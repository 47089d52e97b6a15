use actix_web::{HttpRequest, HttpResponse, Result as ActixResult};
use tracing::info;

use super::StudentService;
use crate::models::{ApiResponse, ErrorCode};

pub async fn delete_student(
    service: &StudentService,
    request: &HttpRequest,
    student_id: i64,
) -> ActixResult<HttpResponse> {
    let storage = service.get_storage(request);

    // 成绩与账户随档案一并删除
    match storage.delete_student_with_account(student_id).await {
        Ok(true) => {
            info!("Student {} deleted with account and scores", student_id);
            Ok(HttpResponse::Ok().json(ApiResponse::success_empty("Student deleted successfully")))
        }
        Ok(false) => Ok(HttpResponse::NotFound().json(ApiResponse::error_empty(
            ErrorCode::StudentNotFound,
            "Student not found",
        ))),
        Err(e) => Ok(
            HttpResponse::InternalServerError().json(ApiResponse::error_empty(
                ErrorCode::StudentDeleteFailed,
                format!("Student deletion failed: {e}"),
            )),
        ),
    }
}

---

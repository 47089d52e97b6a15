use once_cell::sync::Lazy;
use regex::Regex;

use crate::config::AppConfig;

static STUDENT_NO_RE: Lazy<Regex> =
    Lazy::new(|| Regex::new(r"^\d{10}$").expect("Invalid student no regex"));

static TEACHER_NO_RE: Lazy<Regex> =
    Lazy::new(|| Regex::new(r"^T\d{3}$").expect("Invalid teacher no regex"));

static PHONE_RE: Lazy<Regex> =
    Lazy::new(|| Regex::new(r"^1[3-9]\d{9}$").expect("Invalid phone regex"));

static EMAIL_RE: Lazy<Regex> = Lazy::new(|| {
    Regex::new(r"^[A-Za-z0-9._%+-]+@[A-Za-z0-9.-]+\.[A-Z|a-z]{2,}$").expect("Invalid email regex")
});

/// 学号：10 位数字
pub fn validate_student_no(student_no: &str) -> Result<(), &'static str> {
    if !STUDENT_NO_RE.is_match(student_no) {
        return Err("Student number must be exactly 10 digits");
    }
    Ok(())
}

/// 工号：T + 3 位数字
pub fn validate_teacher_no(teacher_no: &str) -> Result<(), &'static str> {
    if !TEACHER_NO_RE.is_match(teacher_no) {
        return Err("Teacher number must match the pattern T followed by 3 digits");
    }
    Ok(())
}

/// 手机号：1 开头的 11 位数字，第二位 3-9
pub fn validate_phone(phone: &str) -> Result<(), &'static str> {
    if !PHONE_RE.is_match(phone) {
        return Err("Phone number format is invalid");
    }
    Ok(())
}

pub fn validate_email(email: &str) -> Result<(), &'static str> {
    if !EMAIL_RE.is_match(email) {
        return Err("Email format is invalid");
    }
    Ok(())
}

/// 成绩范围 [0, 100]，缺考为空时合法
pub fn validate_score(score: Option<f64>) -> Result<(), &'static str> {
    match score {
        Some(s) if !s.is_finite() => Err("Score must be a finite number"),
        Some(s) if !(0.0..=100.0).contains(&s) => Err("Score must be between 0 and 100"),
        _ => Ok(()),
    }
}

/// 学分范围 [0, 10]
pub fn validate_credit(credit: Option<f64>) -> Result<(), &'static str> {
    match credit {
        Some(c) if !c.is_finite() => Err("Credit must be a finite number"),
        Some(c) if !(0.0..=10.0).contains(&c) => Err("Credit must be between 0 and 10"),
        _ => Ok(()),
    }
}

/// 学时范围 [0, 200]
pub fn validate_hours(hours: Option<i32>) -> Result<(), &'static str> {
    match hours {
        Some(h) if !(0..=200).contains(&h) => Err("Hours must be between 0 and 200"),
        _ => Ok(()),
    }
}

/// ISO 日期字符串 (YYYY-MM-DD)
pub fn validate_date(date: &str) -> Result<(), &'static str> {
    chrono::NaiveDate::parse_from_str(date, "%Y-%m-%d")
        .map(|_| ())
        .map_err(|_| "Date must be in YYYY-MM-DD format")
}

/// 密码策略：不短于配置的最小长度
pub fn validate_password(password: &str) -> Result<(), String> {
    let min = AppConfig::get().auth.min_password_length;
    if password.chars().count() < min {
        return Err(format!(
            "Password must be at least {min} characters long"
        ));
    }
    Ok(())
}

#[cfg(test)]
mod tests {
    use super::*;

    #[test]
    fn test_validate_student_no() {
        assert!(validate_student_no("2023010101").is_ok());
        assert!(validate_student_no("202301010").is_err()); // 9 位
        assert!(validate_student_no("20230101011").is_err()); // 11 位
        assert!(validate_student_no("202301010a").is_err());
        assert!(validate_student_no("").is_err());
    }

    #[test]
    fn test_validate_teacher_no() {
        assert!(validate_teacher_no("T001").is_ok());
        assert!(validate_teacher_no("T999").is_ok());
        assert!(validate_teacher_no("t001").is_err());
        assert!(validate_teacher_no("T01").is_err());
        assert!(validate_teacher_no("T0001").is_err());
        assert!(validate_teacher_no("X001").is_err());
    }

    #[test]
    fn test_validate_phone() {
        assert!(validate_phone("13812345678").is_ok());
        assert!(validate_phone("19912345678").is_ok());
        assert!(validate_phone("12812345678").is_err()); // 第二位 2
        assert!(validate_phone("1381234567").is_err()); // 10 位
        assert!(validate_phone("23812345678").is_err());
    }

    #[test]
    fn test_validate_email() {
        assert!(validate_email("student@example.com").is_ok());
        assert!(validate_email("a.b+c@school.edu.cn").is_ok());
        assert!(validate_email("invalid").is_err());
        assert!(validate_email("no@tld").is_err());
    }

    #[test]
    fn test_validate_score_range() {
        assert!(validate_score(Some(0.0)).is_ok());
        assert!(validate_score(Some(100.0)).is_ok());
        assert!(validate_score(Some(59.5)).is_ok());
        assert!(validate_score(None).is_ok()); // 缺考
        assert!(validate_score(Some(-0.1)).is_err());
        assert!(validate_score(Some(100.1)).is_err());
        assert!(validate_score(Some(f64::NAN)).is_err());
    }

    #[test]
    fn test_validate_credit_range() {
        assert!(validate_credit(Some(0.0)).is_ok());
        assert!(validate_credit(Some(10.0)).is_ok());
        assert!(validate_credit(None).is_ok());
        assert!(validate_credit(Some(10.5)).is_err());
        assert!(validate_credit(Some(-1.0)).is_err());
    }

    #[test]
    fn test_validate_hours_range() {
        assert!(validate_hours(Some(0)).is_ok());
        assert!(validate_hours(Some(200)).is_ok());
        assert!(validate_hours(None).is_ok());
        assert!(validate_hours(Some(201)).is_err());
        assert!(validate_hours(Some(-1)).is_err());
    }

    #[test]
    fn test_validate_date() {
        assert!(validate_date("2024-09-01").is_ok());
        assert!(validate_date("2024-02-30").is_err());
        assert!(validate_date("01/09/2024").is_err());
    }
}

==

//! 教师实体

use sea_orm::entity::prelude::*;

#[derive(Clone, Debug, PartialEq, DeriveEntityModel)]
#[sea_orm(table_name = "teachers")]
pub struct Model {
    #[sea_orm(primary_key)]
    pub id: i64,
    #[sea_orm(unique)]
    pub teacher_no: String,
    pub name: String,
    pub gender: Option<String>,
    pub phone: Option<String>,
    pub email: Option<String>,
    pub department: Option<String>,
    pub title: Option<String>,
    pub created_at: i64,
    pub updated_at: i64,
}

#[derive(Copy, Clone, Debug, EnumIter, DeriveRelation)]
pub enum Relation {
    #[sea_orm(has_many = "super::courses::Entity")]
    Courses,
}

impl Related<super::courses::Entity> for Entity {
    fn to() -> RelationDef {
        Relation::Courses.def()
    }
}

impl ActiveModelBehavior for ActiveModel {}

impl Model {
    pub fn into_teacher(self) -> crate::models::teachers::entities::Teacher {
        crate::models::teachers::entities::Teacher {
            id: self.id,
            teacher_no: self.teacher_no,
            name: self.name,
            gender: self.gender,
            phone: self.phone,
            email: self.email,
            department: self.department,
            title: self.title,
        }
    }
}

> _Problem description_
All lines from the listing above that include "between" should be shown.

> _Exercise output_
        Some(s) if !(0.0..=100.0).contains(&s) => Err("Score must be between 0 and 100"),
        Some(c) if !(0.0..=10.0).contains(&c) => Err("Credit must be between 0 and 10"),
        Some(h) if !(0..=200).contains(&h) => Err("Hours must be between 0 and 200"),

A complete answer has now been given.